Task requirements.
Each line of the records containing "crate" is to be copied out and returned.

Data excerpts.
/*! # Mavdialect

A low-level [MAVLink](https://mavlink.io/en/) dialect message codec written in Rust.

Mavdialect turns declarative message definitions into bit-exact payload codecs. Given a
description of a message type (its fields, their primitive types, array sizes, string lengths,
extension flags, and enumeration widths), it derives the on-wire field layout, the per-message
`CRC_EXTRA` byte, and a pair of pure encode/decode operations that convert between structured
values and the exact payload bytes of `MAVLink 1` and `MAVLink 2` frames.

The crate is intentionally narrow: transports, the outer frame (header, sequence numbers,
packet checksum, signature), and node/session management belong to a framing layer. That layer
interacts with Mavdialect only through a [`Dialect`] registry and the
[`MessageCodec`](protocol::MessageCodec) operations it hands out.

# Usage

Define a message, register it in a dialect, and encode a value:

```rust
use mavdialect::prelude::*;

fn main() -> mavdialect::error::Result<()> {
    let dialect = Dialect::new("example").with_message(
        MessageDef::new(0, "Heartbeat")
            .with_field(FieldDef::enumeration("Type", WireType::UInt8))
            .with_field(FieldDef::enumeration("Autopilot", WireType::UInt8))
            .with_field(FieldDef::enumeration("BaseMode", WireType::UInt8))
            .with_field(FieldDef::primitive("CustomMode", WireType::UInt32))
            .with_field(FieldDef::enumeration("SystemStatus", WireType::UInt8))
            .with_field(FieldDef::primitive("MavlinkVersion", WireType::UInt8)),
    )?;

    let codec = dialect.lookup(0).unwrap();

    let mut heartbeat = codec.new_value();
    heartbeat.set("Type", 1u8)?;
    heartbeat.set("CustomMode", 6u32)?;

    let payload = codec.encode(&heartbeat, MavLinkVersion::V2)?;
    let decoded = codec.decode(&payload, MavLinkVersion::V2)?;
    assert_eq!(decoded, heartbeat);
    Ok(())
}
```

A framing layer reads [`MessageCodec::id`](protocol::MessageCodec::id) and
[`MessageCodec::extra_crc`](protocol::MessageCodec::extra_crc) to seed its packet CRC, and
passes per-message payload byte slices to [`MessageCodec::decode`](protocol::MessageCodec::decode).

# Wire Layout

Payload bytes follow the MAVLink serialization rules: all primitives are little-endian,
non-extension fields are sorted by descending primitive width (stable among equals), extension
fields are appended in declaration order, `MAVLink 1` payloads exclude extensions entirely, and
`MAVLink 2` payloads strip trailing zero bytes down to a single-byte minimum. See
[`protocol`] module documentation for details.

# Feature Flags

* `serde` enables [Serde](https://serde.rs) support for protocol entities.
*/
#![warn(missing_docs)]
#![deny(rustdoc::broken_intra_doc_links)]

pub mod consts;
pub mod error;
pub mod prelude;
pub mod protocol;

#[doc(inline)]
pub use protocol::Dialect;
--
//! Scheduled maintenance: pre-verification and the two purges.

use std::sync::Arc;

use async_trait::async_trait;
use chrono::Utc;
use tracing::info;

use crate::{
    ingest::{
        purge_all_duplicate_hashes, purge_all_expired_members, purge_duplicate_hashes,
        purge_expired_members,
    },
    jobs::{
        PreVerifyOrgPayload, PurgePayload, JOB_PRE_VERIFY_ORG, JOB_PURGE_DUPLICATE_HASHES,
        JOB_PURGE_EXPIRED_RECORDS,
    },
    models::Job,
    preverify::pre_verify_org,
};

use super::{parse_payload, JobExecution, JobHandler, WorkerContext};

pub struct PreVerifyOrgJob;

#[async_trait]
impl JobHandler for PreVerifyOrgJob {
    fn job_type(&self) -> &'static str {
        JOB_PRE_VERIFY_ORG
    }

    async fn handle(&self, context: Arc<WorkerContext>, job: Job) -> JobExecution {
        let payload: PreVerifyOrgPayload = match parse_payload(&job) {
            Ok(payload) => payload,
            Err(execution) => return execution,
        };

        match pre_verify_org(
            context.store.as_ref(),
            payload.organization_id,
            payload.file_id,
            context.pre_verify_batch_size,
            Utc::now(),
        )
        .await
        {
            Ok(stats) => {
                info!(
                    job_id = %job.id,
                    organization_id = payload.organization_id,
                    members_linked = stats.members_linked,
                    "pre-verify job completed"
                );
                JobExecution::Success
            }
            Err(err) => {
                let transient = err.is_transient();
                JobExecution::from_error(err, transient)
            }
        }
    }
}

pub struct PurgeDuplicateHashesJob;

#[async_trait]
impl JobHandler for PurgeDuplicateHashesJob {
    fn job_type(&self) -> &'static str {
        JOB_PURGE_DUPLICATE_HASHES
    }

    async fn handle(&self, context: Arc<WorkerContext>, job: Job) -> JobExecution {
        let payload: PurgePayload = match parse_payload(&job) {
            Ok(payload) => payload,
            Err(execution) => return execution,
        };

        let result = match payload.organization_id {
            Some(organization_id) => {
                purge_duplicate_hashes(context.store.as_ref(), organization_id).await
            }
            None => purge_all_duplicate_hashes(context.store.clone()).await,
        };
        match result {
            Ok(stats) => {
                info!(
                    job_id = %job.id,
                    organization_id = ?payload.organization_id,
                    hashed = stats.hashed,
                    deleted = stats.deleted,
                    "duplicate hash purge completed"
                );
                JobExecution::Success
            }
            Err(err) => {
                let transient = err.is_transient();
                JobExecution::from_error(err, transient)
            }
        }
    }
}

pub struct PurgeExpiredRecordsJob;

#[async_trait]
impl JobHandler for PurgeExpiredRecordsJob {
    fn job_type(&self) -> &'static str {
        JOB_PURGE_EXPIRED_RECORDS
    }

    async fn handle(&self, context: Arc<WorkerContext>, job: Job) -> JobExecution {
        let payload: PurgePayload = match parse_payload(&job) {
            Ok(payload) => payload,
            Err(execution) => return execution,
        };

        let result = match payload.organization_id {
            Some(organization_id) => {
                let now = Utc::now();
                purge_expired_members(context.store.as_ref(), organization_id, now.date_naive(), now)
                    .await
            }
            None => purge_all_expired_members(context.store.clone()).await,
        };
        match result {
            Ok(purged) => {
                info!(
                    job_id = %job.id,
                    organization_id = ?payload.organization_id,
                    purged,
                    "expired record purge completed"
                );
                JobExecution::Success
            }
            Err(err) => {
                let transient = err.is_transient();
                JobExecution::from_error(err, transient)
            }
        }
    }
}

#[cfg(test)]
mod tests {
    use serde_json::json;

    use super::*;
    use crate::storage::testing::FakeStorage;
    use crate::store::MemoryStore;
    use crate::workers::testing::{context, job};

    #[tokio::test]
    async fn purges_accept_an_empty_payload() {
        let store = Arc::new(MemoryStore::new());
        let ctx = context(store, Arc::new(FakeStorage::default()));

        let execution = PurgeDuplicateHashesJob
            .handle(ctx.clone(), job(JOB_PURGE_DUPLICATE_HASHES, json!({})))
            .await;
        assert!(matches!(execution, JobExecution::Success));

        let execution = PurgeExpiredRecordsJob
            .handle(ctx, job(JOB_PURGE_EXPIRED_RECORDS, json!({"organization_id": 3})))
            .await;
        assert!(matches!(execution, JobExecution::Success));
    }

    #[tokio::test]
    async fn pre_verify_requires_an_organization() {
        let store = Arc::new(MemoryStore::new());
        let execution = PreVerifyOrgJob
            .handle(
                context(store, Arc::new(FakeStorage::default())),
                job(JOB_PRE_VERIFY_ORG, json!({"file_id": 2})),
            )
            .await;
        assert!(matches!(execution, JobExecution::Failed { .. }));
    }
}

Response.
The crate is intentionally narrow: transports, the outer frame (header, sequence numbers,
use crate::{
    use crate::storage::testing::FakeStorage;
    use crate::store::MemoryStore;
    use crate::workers::testing::{context, job};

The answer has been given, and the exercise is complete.